[Items listed in a dataset]
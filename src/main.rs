use anyhow::Result;
use clap::Parser;
use tracing::Level;
use tracing_subscriber::FmtSubscriber;

use mcpman::cli::Cli;

#[tokio::main]
async fn main() -> Result<()> {
    let cli = Cli::parse();

    // Quiet by default: stdout is the stdio JSON-RPC transport, so all
    // logging goes to stderr and defaults to WARN unless overridden.
    let level = match cli.log_level.as_deref() {
        Some("off") => None,
        Some("error") => Some(Level::ERROR),
        Some("warn") | None => Some(Level::WARN),
        Some("info") => Some(Level::INFO),
        Some("debug") | Some("trace") => Some(Level::DEBUG),
        Some(other) => {
            eprintln!("[mcpman] unknown log level {other:?}, using warn");
            Some(Level::WARN)
        }
    };
    if let Some(level) = level {
        let subscriber = FmtSubscriber::builder()
            .with_max_level(level)
            .with_writer(std::io::stderr)
            .with_ansi(false)
            .finish();
        let _ = tracing::subscriber::set_global_default(subscriber);
    }

    if let Some(dir) = &cli.config {
        // SAFETY: single-threaded at this point, before the tokio runtime
        // schedules any other task.
        unsafe {
            std::env::set_var(mcpman::config::CONFIG_DIR_ENV, dir);
        }
    }

    if let Err(e) = mcpman::cli::run().await {
        eprintln!("[mcpman] fatal: {e:#}");
        std::process::exit(1);
    }
    Ok(())
}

* [What needs to be done]
Within the entries, determine the count of lines containing the string "tokio" and output it alone.

* [Answer below]
2